The Rochester Democrat and Chronicle

Letters

June 20, 2005

In his May
26 essay, Jeff Choppin makes an intellectually vacuous
contribution to the math education discussion. His central argument
in defense of fuzzy math may be summarized as follows: (1) Students
demonstrate competence in basic computation but (2) perform abysmally
in problem solving and conceptual understanding; therefore (3) we need
to change the way we teach basic computation. Such a flawed
formulation wouldn't get Mr. Choppin promoted to the sophomore class.

He offers further unsubstantiated assertions that the fuzzy math
curricula are doing exactly what they were designed to do. He would
be correct if the purpose of fuzzy math were to frustrate students,
marginalize parents and drive increased revenue to Kumon Learning
Centers and other private math tutors.

He considers that (1) "critics would argue that there is no systematic
evidence that students learn better with reform curricula." Yes, that
is true. However (2) "implicit in this statement is that there is
systematic evidence that students learn rigorous mathematics in
traditional classrooms." Well, no, (2) is not implied in (1). All
that can be implied in (1) is that critics are unpersuaded; and
Mr. Choppin says nothing appealing to a discerning mind.

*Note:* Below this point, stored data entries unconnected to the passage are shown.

//! Report configuration
//!
//! Loaded from a TOML file:
//!
//! ```toml
//! item_limit = 30
//! concurrency = 5
//! page_size = "a4"            # or: page_size = { custom = { width = 500.0, height = 700.0 } }
//! margin_x = 28.35
//! margin_y = 28.35
//! header_mask = "masks/header.png"
//! footer_mask = "masks/footer.png"
//! ```
//!
//! Relative mask paths in a file are resolved against that file's
//! directory. URLs and absolute paths are kept as written.

use std::path::{Path, PathBuf};

use serde::{Deserialize, Serialize};

use crate::error::ConfigError;

/// Paper the report is laid out on.
#[derive(Debug, Clone, Copy, PartialEq, Default, Serialize, Deserialize)]
#[serde(rename_all = "lowercase")]
pub enum PageSize {
    Letter,
    #[default]
    A4,
    A5,
    /// Explicit size, in points.
    Custom { width: f64, height: f64 },
}

impl PageSize {
    /// Portrait `(width, height)` in points.
    pub fn dimensions(&self) -> (f64, f64) {
        match *self {
            PageSize::Letter => (612.0, 792.0),
            PageSize::A4 => (595.28, 841.89),
            PageSize::A5 => (419.53, 595.28),
            PageSize::Custom { width, height } => (width, height),
        }
    }

    pub fn width_pt(&self) -> f64 {
        self.dimensions().0
    }

    pub fn height_pt(&self) -> f64 {
        self.dimensions().1
    }
}

/// Settings for one export job.
#[derive(Debug, Clone, PartialEq, Serialize, Deserialize)]
#[serde(default)]
pub struct ReportConfig {
    /// Maximum number of items in one report
    pub item_limit: usize,
    /// Images decoded per batch
    pub concurrency: usize,
    pub page_size: PageSize,
    /// Horizontal margin in points
    pub margin_x: f64,
    /// Vertical margin in points, used between masks and slots
    pub margin_y: f64,
    pub title_font_size: f64,
    pub meta_font_size: f64,
    pub caption_font_size: f64,
    /// JPEG quality (1-100) for embedded images
    pub jpeg_quality: u8,
    pub filename_prefix: String,
    /// Header mask graphic (path or URL)
    pub header_mask: Option<String>,
    /// Footer mask graphic (path or URL)
    pub footer_mask: Option<String>,
}

impl Default for ReportConfig {
    fn default() -> Self {
        Self {
            item_limit: 30,
            concurrency: 5,
            page_size: PageSize::A4,
            margin_x: 28.35, // 10mm
            margin_y: 28.35,
            title_font_size: 14.0,
            meta_font_size: 9.0,
            caption_font_size: 9.0,
            jpeg_quality: 85,
            filename_prefix: "gallery-report".to_string(),
            header_mask: None,
            footer_mask: None,
        }
    }
}

impl ReportConfig {
    /// Load and validate a config file.
    pub fn load(path: &Path) -> Result<Self, ConfigError> {
        let content = std::fs::read_to_string(path).map_err(|e| ConfigError::Io(e.to_string()))?;
        let mut config = Self::from_toml(&content)?;
        if let Some(dir) = path.parent() {
            config.resolve_masks(dir);
        }
        Ok(config)
    }

    /// Make relative mask paths relative to `dir` instead of the loader's base.
    pub fn resolve_masks(&mut self, dir: &Path) {
        for mask in [&mut self.header_mask, &mut self.footer_mask].into_iter().flatten() {
            let is_url = mask.contains("://");
            if !is_url && Path::new(mask.as_str()).is_relative() {
                *mask = dir.join(mask.as_str()).to_string_lossy().into_owned();
            }
        }
    }

    /// Parse and validate TOML text.
    pub fn from_toml(content: &str) -> Result<Self, ConfigError> {
        let config: ReportConfig =
            toml::from_str(content).map_err(|e| ConfigError::Parse(e.to_string()))?;
        config.validate()?;
        Ok(config)
    }

    /// Load from the standard locations:
    /// 1. `.gallery/report.toml` in the working directory
    /// 2. `~/.gallery/report.toml`
    ///
    /// Falls back to defaults when neither exists.
    pub fn load_standard() -> Result<Self, ConfigError> {
        for path in Self::standard_paths() {
            if path.is_file() {
                tracing::info!("Loading report config from {:?}", path);
                return Self::load(&path);
            }
        }
        tracing::debug!("No report config found, using defaults");
        Ok(Self::default())
    }

    fn standard_paths() -> Vec<PathBuf> {
        let mut paths = vec![PathBuf::from(".gallery").join("report.toml")];
        if let Some(home) = dirs::home_dir() {
            paths.push(home.join(".gallery").join("report.toml"));
        }
        paths
    }

    /// Check values that would make a job impossible.
    pub fn validate(&self) -> Result<(), ConfigError> {
        if self.item_limit == 0 {
            return Err(ConfigError::Invalid("item_limit must be at least 1".to_string()));
        }
        if self.concurrency == 0 {
            return Err(ConfigError::Invalid("concurrency must be at least 1".to_string()));
        }
        if !(1..=100).contains(&self.jpeg_quality) {
            return Err(ConfigError::Invalid("jpeg_quality must be within 1..=100".to_string()));
        }
        let (width, height) = (self.page_size.width_pt(), self.page_size.height_pt());
        if width <= 2.0 * self.margin_x || height <= 3.0 * self.margin_y {
            return Err(ConfigError::Invalid(format!(
                "margins {}x{} leave no room on a {}x{} page",
                self.margin_x, self.margin_y, width, height
            )));
        }
        if self.margin_x < 0.0 || self.margin_y < 0.0 {
            return Err(ConfigError::Invalid("margins must not be negative".to_string()));
        }
        Ok(())
    }
}

#[cfg(test)]
mod tests {
    use super::*;

    #[test]
    fn defaults() {
        let config = ReportConfig::default();
        assert_eq!(config.item_limit, 30);
        assert_eq!(config.concurrency, 5);
        assert_eq!(config.page_size, PageSize::A4);
        assert!(config.validate().is_ok());
    }

    #[test]
    fn page_size_dimensions() {
        assert!((PageSize::Letter.width_pt() - 612.0).abs() < 0.01);
        assert!((PageSize::A4.height_pt() - 841.89).abs() < 0.01);
        let custom = PageSize::Custom { width: 100.0, height: 200.0 };
        assert_eq!(custom.height_pt(), 200.0);
    }

    #[test]
    fn partial_toml_keeps_defaults() {
        let config = ReportConfig::from_toml(
            r#"
            item_limit = 12
            page_size = "letter"
            footer_mask = "masks/footer.png"
            "#,
        )
        .unwrap();
        assert_eq!(config.item_limit, 12);
        assert_eq!(config.page_size, PageSize::Letter);
        assert_eq!(config.concurrency, 5);
        assert_eq!(config.footer_mask.as_deref(), Some("masks/footer.png"));
        assert!(config.header_mask.is_none());
    }

    #[test]
    fn custom_page_size() {
        let config =
            ReportConfig::from_toml("page_size = { custom = { width = 500.0, height = 700.0 } }").unwrap();
        assert_eq!(config.page_size, PageSize::Custom { width: 500.0, height: 700.0 });
    }

    #[test]
    fn rejects_zero_concurrency() {
        let err = ReportConfig::from_toml("concurrency = 0").unwrap_err();
        assert!(matches!(err, ConfigError::Invalid(_)));
    }

    #[test]
    fn rejects_oversized_margins() {
        let err = ReportConfig::from_toml("margin_y = 400.0").unwrap_err();
        assert!(matches!(err, ConfigError::Invalid(_)));
    }

    #[test]
    fn rejects_bad_toml() {
        let err = ReportConfig::from_toml("item_limit = \"many\"").unwrap_err();
        assert!(matches!(err, ConfigError::Parse(_)));
    }

    #[test]
    fn load_from_file() {
        let dir = tempfile::tempdir().unwrap();
        let path = dir.path().join("report.toml");
        std::fs::write(&path, "item_limit = 3\n").unwrap();
        assert_eq!(ReportConfig::load(&path).unwrap().item_limit, 3);
    }

    #[test]
    fn load_resolves_masks_next_to_file() {
        let dir = tempfile::tempdir().unwrap();
        let path = dir.path().join("report.toml");
        std::fs::write(
            &path,
            "header_mask = \"masks/header.png\"\nfooter_mask = \"https://cdn.example/footer.png\"\n",
        )
        .unwrap();

        let config = ReportConfig::load(&path).unwrap();
        let expected = dir.path().join("masks/header.png").to_string_lossy().into_owned();
        assert_eq!(config.header_mask.as_deref(), Some(expected.as_str()));
        assert_eq!(config.footer_mask.as_deref(), Some("https://cdn.example/footer.png"));
    }

    #[test]
    fn resolve_keeps_absolute_paths() {
        let mut config = ReportConfig {
            header_mask: Some("/srv/masks/header.png".to_string()),
            ..Default::default()
        };
        config.resolve_masks(Path::new("/etc/gallery"));
        assert_eq!(config.header_mask.as_deref(), Some("/srv/masks/header.png"));
    }

    #[test]
    fn load_missing_file() {
        let err = ReportConfig::load(Path::new("/nonexistent/report.toml")).unwrap_err();
        assert!(matches!(err, ConfigError::Io(_)));
    }
}
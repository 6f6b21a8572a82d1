//! Minimal PDF 1.4 writer.
//!
//! Only what the report needs: the two standard Helvetica faces with
//! WinAnsi encoding, JPEG image XObjects, and one content stream per page.
//! Callers work in top-left-origin points; [`ContentBuilder`] flips the y
//! axis into PDF user space.

use std::fmt::Write as _;

use crate::error::{ReportError, Result};
use crate::layout::Rect;

/// Indirect object number.
#[derive(Debug, Clone, Copy, PartialEq, Eq, Hash)]
pub struct ObjectId(u32);

impl ObjectId {
    /// `N 0 R` reference syntax.
    pub fn reference(&self) -> String {
        format!("{} 0 R", self.0)
    }
}

/// Collects indirect objects and serializes them with a cross-reference table.
#[derive(Debug, Default)]
pub struct PdfWriter {
    objects: Vec<Option<Vec<u8>>>,
}

impl PdfWriter {
    pub fn new() -> Self {
        Self::default()
    }

    /// Reserve an object number to be filled in later with [`set`](Self::set).
    pub fn reserve(&mut self) -> ObjectId {
        self.objects.push(None);
        ObjectId(self.objects.len() as u32)
    }

    /// Fill a reserved object.
    pub fn set(&mut self, id: ObjectId, body: impl Into<Vec<u8>>) {
        if let Some(slot) = self.objects.get_mut(id.0 as usize - 1) {
            *slot = Some(body.into());
        }
    }

    /// Add a finished object.
    pub fn add(&mut self, body: impl Into<Vec<u8>>) -> ObjectId {
        self.objects.push(Some(body.into()));
        ObjectId(self.objects.len() as u32)
    }

    /// Add a stream object. `dict` holds the entries besides `/Length`.
    pub fn add_stream(&mut self, dict: &str, data: &[u8]) -> ObjectId {
        let mut body = format!("<< {} /Length {} >>\nstream\n", dict, data.len()).into_bytes();
        body.extend_from_slice(data);
        body.extend_from_slice(b"\nendstream");
        self.add(body)
    }

    pub fn len(&self) -> usize {
        self.objects.len()
    }

    pub fn is_empty(&self) -> bool {
        self.objects.is_empty()
    }

    /// Serialize the document with `root` as the catalog.
    pub fn finish(self, root: ObjectId) -> Result<Vec<u8>> {
        let mut out = b"%PDF-1.4\n%\xE2\xE3\xCF\xD3\n".to_vec();
        let mut offsets = Vec::with_capacity(self.objects.len());

        for (index, object) in self.objects.into_iter().enumerate() {
            let number = index + 1;
            let body = object.ok_or_else(|| {
                ReportError::JobFailure(format!("PDF object {} was reserved but never written", number))
            })?;
            offsets.push(out.len());
            out.extend_from_slice(format!("{} 0 obj\n", number).as_bytes());
            out.extend_from_slice(&body);
            out.extend_from_slice(b"\nendobj\n");
        }

        let xref_offset = out.len();
        let mut xref = format!("xref\n0 {}\n0000000000 65535 f \n", offsets.len() + 1);
        for offset in &offsets {
            let _ = writeln!(xref, "{:010} 00000 n ", offset);
        }
        let _ = write!(
            xref,
            "trailer\n<< /Size {} /Root {} >>\nstartxref\n{}\n%%EOF\n",
            offsets.len() + 1,
            root.reference(),
            xref_offset
        );
        out.extend_from_slice(xref.as_bytes());
        Ok(out)
    }
}

/// The two faces used in reports.
#[derive(Debug, Clone, Copy, PartialEq, Eq)]
pub enum Font {
    Regular,
    Bold,
}

impl Font {
    /// Resource name used in content streams.
    pub fn resource_name(&self) -> &'static str {
        match self {
            Font::Regular => "F1",
            Font::Bold => "F2",
        }
    }

    pub fn base_font(&self) -> &'static str {
        match self {
            Font::Regular => "Helvetica",
            Font::Bold => "Helvetica-Bold",
        }
    }

    /// Font dictionary for this face.
    pub fn dictionary(&self) -> String {
        format!(
            "<< /Type /Font /Subtype /Type1 /BaseFont /{} /Encoding /WinAnsiEncoding >>",
            self.base_font()
        )
    }

    /// Advance width of `c` in thousandths of the font size.
    fn glyph_width(&self, c: char) -> u16 {
        let table = match self {
            Font::Regular => &HELVETICA_WIDTHS,
            Font::Bold => &HELVETICA_BOLD_WIDTHS,
        };
        match c as u32 {
            code @ 32..=126 => table[(code - 32) as usize],
            _ if c.is_uppercase() => 722,
            _ => match self {
                Font::Regular => 556,
                Font::Bold => 611,
            },
        }
    }

    /// Width of `text` in points at `size`.
    pub fn text_width(&self, text: &str, size: f64) -> f64 {
        let units: u32 = text.chars().map(|c| u32::from(self.glyph_width(c))).sum();
        f64::from(units) * size / 1000.0
    }
}

/// Shorten `text` with a trailing ellipsis so it fits in `max_width` points.
pub fn truncate_to_width(text: &str, font: Font, size: f64, max_width: f64) -> String {
    if font.text_width(text, size) <= max_width {
        return text.to_string();
    }
    const ELLIPSIS: &str = "...";
    let mut kept = String::new();
    for c in text.chars() {
        kept.push(c);
        if font.text_width(&format!("{}{}", kept, ELLIPSIS), size) > max_width {
            kept.pop();
            break;
        }
    }
    format!("{}{}", kept.trim_end(), ELLIPSIS)
}

/// Map a character to its WinAnsi code. Unmappable characters become `?`.
fn win_ansi(c: char) -> u8 {
    match c {
        ' '..='~' => c as u8,
        '\u{A0}'..='\u{FF}' => c as u32 as u8,
        '€' => 0x80,
        '‚' => 0x82,
        '„' => 0x84,
        '…' => 0x85,
        '‘' => 0x91,
        '’' => 0x92,
        '“' => 0x93,
        '”' => 0x94,
        '•' => 0x95,
        '–' => 0x96,
        '—' => 0x97,
        '™' => 0x99,
        '\t' | '\n' | '\r' => b' ',
        _ => b'?',
    }
}

/// Encode `text` as a PDF literal string, including the parentheses.
pub fn encode_text(text: &str) -> String {
    let mut out = String::with_capacity(text.len() + 2);
    out.push('(');
    for c in text.chars() {
        match win_ansi(c) {
            b'(' => out.push_str("\\("),
            b')' => out.push_str("\\)"),
            b'\\' => out.push_str("\\\\"),
            byte @ 0x20..=0x7E => out.push(byte as char),
            byte => {
                let _ = write!(out, "\\{:03o}", byte);
            }
        }
    }
    out.push(')');
    out
}

/// Format a coordinate without trailing zeros.
fn num(value: f64) -> String {
    let s = format!("{:.2}", value);
    let s = s.trim_end_matches('0').trim_end_matches('.');
    if s == "-0" {
        "0".to_string()
    } else {
        s.to_string()
    }
}

/// Builds one page's content stream.
#[derive(Debug)]
pub struct ContentBuilder {
    page_height: f64,
    ops: String,
}

impl ContentBuilder {
    pub fn new(page_height: f64) -> Self {
        Self {
            page_height,
            ops: String::new(),
        }
    }

    /// Draw `text` with its baseline at `baseline` (top-left coordinates).
    pub fn text(&mut self, font: Font, size: f64, x: f64, baseline: f64, text: &str) -> &mut Self {
        let _ = writeln!(
            self.ops,
            "BT /{} {} Tf {} {} Td {} Tj ET",
            font.resource_name(),
            num(size),
            num(x),
            num(self.page_height - baseline),
            encode_text(text)
        );
        self
    }

    /// Draw `text` centered on `center_x`.
    pub fn centered_text(
        &mut self,
        font: Font,
        size: f64,
        center_x: f64,
        baseline: f64,
        text: &str,
    ) -> &mut Self {
        let x = center_x - font.text_width(text, size) / 2.0;
        self.text(font, size, x, baseline, text)
    }

    /// Paint image XObject `name` into `rect`.
    pub fn image(&mut self, name: &str, rect: &Rect) -> &mut Self {
        let _ = writeln!(
            self.ops,
            "q {} 0 0 {} {} {} cm /{} Do Q",
            num(rect.width),
            num(rect.height),
            num(rect.x),
            num(self.page_height - rect.bottom()),
            name
        );
        self
    }

    /// Stroke the outline of `rect` in light gray.
    pub fn frame(&mut self, rect: &Rect) -> &mut Self {
        let _ = writeln!(
            self.ops,
            "q 0.75 G 0.5 w {} {} {} {} re S Q",
            num(rect.x),
            num(self.page_height - rect.bottom()),
            num(rect.width),
            num(rect.height)
        );
        self
    }

    pub fn finish(self) -> Vec<u8> {
        self.ops.into_bytes()
    }
}

/// Dictionary entries for a baseline JPEG image XObject.
pub fn jpeg_image_dict(width: u32, height: u32) -> String {
    format!(
        "/Type /XObject /Subtype /Image /Width {} /Height {} /ColorSpace /DeviceRGB /BitsPerComponent 8 /Filter /DCTDecode",
        width, height
    )
}

// Advance widths for characters 32..=126 from the standard Adobe AFM files.
const HELVETICA_WIDTHS: [u16; 95] = [
    278, 278, 355, 556, 556, 889, 667, 191, 333, 333, 389, 584, 278, 333, 278, 278, // ' '../
    556, 556, 556, 556, 556, 556, 556, 556, 556, 556, 278, 278, 584, 584, 584, 556, // 0..?
    1015, 667, 667, 722, 722, 667, 611, 778, 722, 278, 500, 667, 556, 833, 722, 778, // @..O
    667, 778, 722, 667, 611, 722, 667, 944, 667, 667, 611, 278, 278, 278, 469, 556, // P.._
    333, 556, 556, 500, 556, 556, 278, 556, 556, 222, 222, 500, 222, 833, 556, 556, // `..o
    556, 556, 333, 500, 278, 556, 500, 722, 500, 500, 500, 334, 260, 334, 584, // p..~
];

const HELVETICA_BOLD_WIDTHS: [u16; 95] = [
    278, 333, 474, 556, 556, 889, 722, 238, 333, 333, 389, 584, 278, 333, 278, 278, // ' '../
    556, 556, 556, 556, 556, 556, 556, 556, 556, 556, 333, 333, 584, 584, 584, 611, // 0..?
    975, 722, 722, 722, 722, 667, 611, 778, 722, 278, 556, 722, 611, 833, 722, 778, // @..O
    667, 778, 722, 667, 611, 722, 667, 944, 667, 667, 611, 333, 278, 333, 584, 556, // P.._
    333, 556, 611, 556, 611, 556, 333, 611, 611, 278, 278, 556, 278, 889, 611, 611, // `..o
    611, 611, 389, 556, 333, 611, 556, 778, 556, 556, 500, 389, 280, 389, 584, // p..~
];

He does earn
high marks however for providing compelling systematic evidence that
fuzzy math inevitably leads to fuzzy logic.

MATTHEW W. GEHERIN

Penfield

For more about the Penfield, NY, Mathematics curriculum controversy
please visit Parents Concerned With
Penfield's Math Programs and see the NYC HOLD summary page Controversy over Mathematics in Penfield,
NY, Public Schools.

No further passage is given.